Someone once asked me why I wrote books. I told them I write one when I get a belly full of something. Seeing a college production of Grease butchered by thought-police censors is why I wrote this episode. I’ve had a belly full of assholes telling me what they think is “offensive” and “inappropriate,” and then censoring material for my safety.

Not that I care about Grease – it’s just a Broadway show , and I’m not a huge fan of any of them. But I am a writer. And when some self-righteous boi or gurl takes it upon themselves to chop, cut and redact or censor ANY writer’s work, I want to punch the smarmy smile right off their fuckin’ faces.

No words should be banned.
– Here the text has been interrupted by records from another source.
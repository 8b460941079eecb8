//! Option values and value converters.

use std::fmt;
use std::sync::Arc;

use serde::{Deserialize, Serialize};

/// A value accumulated by an option.
///
/// Raw command-line values are stored as [`Value::Str`]; converters may turn
/// them into any other variant.
///
/// # Examples
///
/// ```
/// use gblibx_yaap::Value;
///
/// let v = Value::from("out.txt");
/// assert_eq!(v.as_str(), Some("out.txt"));
/// assert_eq!(Value::Int(3).to_string(), "3");
/// ```
#[derive(Debug, Clone, PartialEq, Serialize, Deserialize)]
#[serde(untagged)]
pub enum Value {
    /// Boolean (set binary flags).
    Bool(bool),
    /// Integer.
    Int(i64),
    /// Floating point.
    Float(f64),
    /// Raw or unconverted string.
    Str(String),
}

impl Value {
    /// Returns the string payload.
    pub fn as_str(&self) -> Option<&str> {
        match self {
            Self::Str(s) => Some(s.as_str()),
            _ => None,
        }
    }

    /// Returns the integer payload.
    pub fn as_int(&self) -> Option<i64> {
        match self {
            Self::Int(n) => Some(*n),
            _ => None,
        }
    }

    /// Returns the float payload; integers widen.
    pub fn as_float(&self) -> Option<f64> {
        match self {
            Self::Float(f) => Some(*f),
            Self::Int(n) => Some(*n as f64),
            _ => None,
        }
    }

    /// Returns the boolean payload.
    pub fn as_bool(&self) -> Option<bool> {
        match self {
            Self::Bool(b) => Some(*b),
            _ => None,
        }
    }
}

impl fmt::Display for Value {
    fn fmt(&self, f: &mut fmt::Formatter<'_>) -> fmt::Result {
        match self {
            Self::Bool(b) => write!(f, "{b}"),
            Self::Int(n) => write!(f, "{n}"),
            Self::Float(x) => write!(f, "{x}"),
            Self::Str(s) => f.write_str(s),
        }
    }
}

impl From<&str> for Value {
    fn from(s: &str) -> Self {
        Self::Str(s.to_string())
    }
}

impl From<String> for Value {
    fn from(s: String) -> Self {
        Self::Str(s)
    }
}

impl From<i64> for Value {
    fn from(n: i64) -> Self {
        Self::Int(n)
    }
}

impl From<f64> for Value {
    fn from(x: f64) -> Self {
        Self::Float(x)
    }
}

impl From<bool> for Value {
    fn from(b: bool) -> Self {
        Self::Bool(b)
    }
}

/// Converts a raw command-line string into a [`Value`].
///
/// `Err` carries a human-readable reason that ends up in the
/// [`BadOption`](crate::BadOption) message.
pub type Converter = Arc<dyn Fn(&str) -> Result<Value, String> + Send + Sync>;

/// Built-in converters.
pub mod convert {
    use std::sync::Arc;

    use super::{Converter, Value};

    /// Wraps a closure as a [`Converter`].
    pub fn from_fn<F>(f: F) -> Converter
    where
        F: Fn(&str) -> Result<Value, String> + Send + Sync + 'static,
    {
        Arc::new(f)
    }

    /// Parses a signed integer.
    ///
    /// ```
    /// use gblibx_yaap::{convert, Value};
    ///
    /// let conv = convert::integer();
    /// assert_eq!(conv("42"), Ok(Value::Int(42)));
    /// assert!(conv("forty").is_err());
    /// ```
    pub fn integer() -> Converter {
        from_fn(|raw| {
            raw.trim()
                .parse::<i64>()
                .map(Value::Int)
                .map_err(|_| format!("expected integer, got {raw:?}"))
        })
    }

    /// Parses a floating point number.
    pub fn float() -> Converter {
        from_fn(|raw| {
            raw.trim()
                .parse::<f64>()
                .map(Value::Float)
                .map_err(|_| format!("expected number, got {raw:?}"))
        })
    }

    /// Parses `true/false`, `yes/no`, `on/off`, `1/0` (case-insensitive).
    pub fn boolean() -> Converter {
        from_fn(|raw| match raw.trim().to_ascii_lowercase().as_str() {
            "true" | "yes" | "on" | "1" => Ok(Value::Bool(true)),
            "false" | "no" | "off" | "0" => Ok(Value::Bool(false)),
            _ => Err(format!("expected boolean, got {raw:?}")),
        })
    }

    /// Accepts only one of `choices`, kept as a string.
    ///
    /// ```
    /// use gblibx_yaap::{convert, Value};
    ///
    /// let conv = convert::one_of(["json", "yaml"]);
    /// assert_eq!(conv("json"), Ok(Value::from("json")));
    /// assert_eq!(conv("xml").unwrap_err(), "expected one of json, yaml, got \"xml\"");
    /// ```
    pub fn one_of<I, S>(choices: I) -> Converter
    where
        I: IntoIterator<Item = S>,
        S: Into<String>,
    {
        let choices: Vec<String> = choices.into_iter().map(Into::into).collect();
        from_fn(move |raw| {
            if choices.iter().any(|c| c == raw) {
                Ok(Value::Str(raw.to_string()))
            } else {
                Err(format!(
                    "expected one of {}, got {raw:?}",
                    choices.join(", ")
                ))
            }
        })
    }
}
//! Declarative CLI surfaces and serializable parse reports.
//!
//! A [`Surface`] describes a parser as data so it can be loaded from JSON or
//! YAML; [`Surface::build`] turns it into a ready [`Parser`]. After parsing,
//! [`ParseReport::from_parser`] captures the result for serialization.
//!
//! # Example YAML
//!
//! ```yaml
//! program: greet
//! groups:
//!   - description: Required
//!     options:
//!       - names: "-n|--name"
//!         arg: name
//!         repeat: "!"
//!         description: Who to greet
//!   - description: Optional
//!     options:
//!       - names: "-c|--count"
//!         arg: n
//!         default: 1
//!         convert: int
//! positional:
//!   usage: "file..."
//!   description: Input files
//! ```

use std::collections::BTreeMap;

use serde::{Deserialize, Serialize};

use crate::error::{ParseError, SchemaError};
use crate::group::Group;
use crate::option::{Cardinality, Opt};
use crate::parser::{ParseOutcome, Parser};
use crate::value::{Converter, Value, convert};

/// A whole parser described as data.
#[derive(Debug, Clone, Serialize, Deserialize)]
pub struct Surface {
    /// Program name shown in usage.
    pub program: String,
    /// Groups in registration order; the first one becomes the parser's
    /// default group.
    #[serde(default)]
    pub groups: Vec<GroupDef>,
    /// Positional argument usage.
    #[serde(default, skip_serializing_if = "Option::is_none")]
    pub positional: Option<PositionalDef>,
}

/// One option group.
#[derive(Debug, Clone, Serialize, Deserialize)]
pub struct GroupDef {
    pub description: String,
    #[serde(default)]
    pub options: Vec<OptDef>,
}

/// One option.
#[derive(Debug, Clone, Serialize, Deserialize)]
pub struct OptDef {
    /// `-o` or `-o|--output`.
    pub names: String,
    /// Value name; absent for binary flags.
    #[serde(default, skip_serializing_if = "Option::is_none")]
    pub arg: Option<String>,
    #[serde(default, skip_serializing_if = "Option::is_none")]
    pub default: Option<Value>,
    #[serde(default)]
    pub description: String,
    /// Cardinality marker, `?` when omitted.
    #[serde(default = "default_repeat")]
    pub repeat: char,
    #[serde(default, skip_serializing_if = "Option::is_none")]
    pub convert: Option<ConvertDef>,
}

fn default_repeat() -> char {
    Cardinality::OptionalSingle.marker()
}

/// Named built-in converters.
///
/// Written as a bare name (`int`, `float`, `bool`) or as a one-key map
/// `{choice: [a, b]}`; the same text reads the same in JSON and YAML.
#[derive(Debug, Clone, PartialEq, Eq, Serialize, Deserialize)]
#[serde(try_from = "ConvertRepr", into = "ConvertRepr")]
pub enum ConvertDef {
    Int,
    Float,
    Bool,
    /// Only the listed strings are accepted.
    Choice(Vec<String>),
}

/// Wire form of [`ConvertDef`].
#[derive(Serialize, Deserialize)]
#[serde(untagged)]
enum ConvertRepr {
    Name(String),
    Choice { choice: Vec<String> },
}

impl TryFrom<ConvertRepr> for ConvertDef {
    type Error = String;

    fn try_from(repr: ConvertRepr) -> Result<Self, Self::Error> {
        match repr {
            ConvertRepr::Name(name) => match name.as_str() {
                "int" => Ok(Self::Int),
                "float" => Ok(Self::Float),
                "bool" => Ok(Self::Bool),
                _ => Err(format!(
                    "unknown converter {name:?}, expected int, float, bool or {{choice: [..]}}"
                )),
            },
            ConvertRepr::Choice { choice } => Ok(Self::Choice(choice)),
        }
    }
}

impl From<ConvertDef> for ConvertRepr {
    fn from(def: ConvertDef) -> Self {
        match def {
            ConvertDef::Int => Self::Name("int".to_string()),
            ConvertDef::Float => Self::Name("float".to_string()),
            ConvertDef::Bool => Self::Name("bool".to_string()),
            ConvertDef::Choice(choice) => Self::Choice { choice },
        }
    }
}

impl ConvertDef {
    fn converter(&self) -> Converter {
        match self {
            Self::Int => convert::integer(),
            Self::Float => convert::float(),
            Self::Bool => convert::boolean(),
            Self::Choice(choices) => convert::one_of(choices.clone()),
        }
    }
}

/// Positional argument usage text.
#[derive(Debug, Clone, Serialize, Deserialize)]
pub struct PositionalDef {
    pub usage: String,
    #[serde(default)]
    pub description: String,
}

impl OptDef {
    /// Builds the [`Opt`] described by this definition.
    pub fn to_opt(&self) -> Result<Opt, SchemaError> {
        let mut opt = Opt::new(&self.names, &self.description).repeat(self.repeat)?;
        if let Some(arg) = &self.arg {
            opt = opt.with_arg(arg);
        }
        if let Some(default) = &self.default {
            opt = opt.with_default(default.clone());
        }
        if let Some(conv) = &self.convert {
            opt = opt.with_converter(conv.converter());
        }
        Ok(opt)
    }
}

impl Surface {
    /// Builds a parser, registering every group and option in order.
    ///
    /// # Errors
    ///
    /// The first [`SchemaError`] raised while registering.
    ///
    /// # Examples
    ///
    /// ```
    /// use gblibx_yaap::Surface;
    ///
    /// let json = r#"{
    ///     "program": "greet",
    ///     "groups": [{
    ///         "description": "Options",
    ///         "options": [{"names": "-n|--name", "arg": "name", "repeat": "!"}]
    ///     }]
    /// }"#;
    /// let surface: Surface = serde_json::from_str(json).unwrap();
    /// let mut parser = surface.build().unwrap();
    /// parser.parse(["-n", "alice"]).unwrap();
    /// assert_eq!(parser.get_string("name").as_deref(), Some("alice"));
    /// ```
    pub fn build(&self) -> Result<Parser, SchemaError> {
        let mut groups = self.groups.iter();
        let first = groups.next();
        let mut parser = Parser::new(
            &self.program,
            first.map(|g| g.description.as_str()).unwrap_or("Options"),
        );
        if let Some(def) = first {
            for opt in &def.options {
                parser.add(opt.to_opt()?)?;
            }
        }
        for def in groups {
            let group = Group::with_options(
                &def.description,
                def.options
                    .iter()
                    .map(OptDef::to_opt)
                    .collect::<Result<Vec<_>, _>>()?,
            )?;
            parser.add_group(group);
        }
        if let Some(pos) = &self.positional {
            parser.positional_usage(&pos.usage, &pos.description);
        }
        Ok(parser)
    }

    /// Parses a surface from JSON text.
    pub fn from_json(text: &str) -> Result<Self, serde_json::Error> {
        serde_json::from_str(text)
    }
}

/// Serializable result of one parse.
#[derive(Debug, Clone, PartialEq, Serialize)]
pub struct ParseReport {
    /// `parsed`, `help`, `missing-arguments` or `error`.
    pub outcome: &'static str,
    /// Canonical option name → effective values.
    pub options: BTreeMap<String, Vec<Value>>,
    pub positional: Vec<String>,
    /// Usage text for help / missing-argument outcomes.
    #[serde(skip_serializing_if = "Option::is_none")]
    pub usage: Option<String>,
    /// Error message for failed parses.
    #[serde(skip_serializing_if = "Option::is_none")]
    pub error: Option<String>,
}

impl ParseReport {
    /// Captures the parser state after `result` was returned by it.
    pub fn from_parser(parser: &Parser, result: &Result<ParseOutcome, ParseError>) -> Self {
        let (outcome, usage, error) = match result {
            Ok(ParseOutcome::Parsed) => ("parsed", None, None),
            Ok(ParseOutcome::Help(text)) => ("help", Some(text.clone()), None),
            Ok(ParseOutcome::MissingArguments(text)) => {
                ("missing-arguments", Some(text.clone()), None)
            }
            Err(err) => ("error", None, Some(err.to_string())),
        };
        let options = parser
            .did_options()
            .into_iter()
            .filter_map(|name| {
                parser
                    .option(name)
                    .map(|opt| (name.to_string(), opt.effective_values()))
            })
            .collect();
        Self {
            outcome,
            options,
            positional: parser.positional_args().to_vec(),
            usage,
            error,
        }
    }

    pub fn is_success(&self) -> bool {
        self.outcome == "parsed"
    }

    /// Pretty-printed JSON.
    pub fn to_json(&self) -> Result<String, serde_json::Error> {
        serde_json::to_string_pretty(self)
    }
}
EVER. NONE. However, some tech ’tist should design a Transformer-like robot that can violate all known laws of physics and locate itself anywhere on the planet anytime some pissant utters the words “inappropriate” or “offensive.” Then the robot punches their face with a metal fist the size of a Buick. If the Magic Robot of Justice hears anyone say the words, “Let’s ban” this or that, he fires an RPG straight into their open mouth, after saying that most odious of phrases.

In case you haven’t noticed, there’s a World War in progress. And it’s not a fight for land. It’s a battle for free speech. Already around the globe, in Europe, India and elsewhere, people are being jailed for words. Words. Let that sink in.

Where did this begin? Well, Commies hate free speech. But even before they appeared, there were other sewer-dwellers who wanted to muzzle free thought and speech.

In more recent times, we had Tipper Gore, ex-wife of bogus environmental hustler/hypocrite Al Gore. Tipper succeeded in forcing recording artists to label their work as “inappropriate.” Artists like Prince, AC/DC, Motley Crue and many others.

Tipper did what she did to “protect the children.” Watch out for assholes who tie their power-grabs to child protection. Or protection of women. Or any group. They are usually full of shit.

Tipper’s ex-hubby took Tipper’s idea of tying a power grab to a group and expanded it dramatically. He claimed to be protecting the entire planet. But as you’ll see in this video I made, Al is completely full of shit – a hypocrite of the lowest order.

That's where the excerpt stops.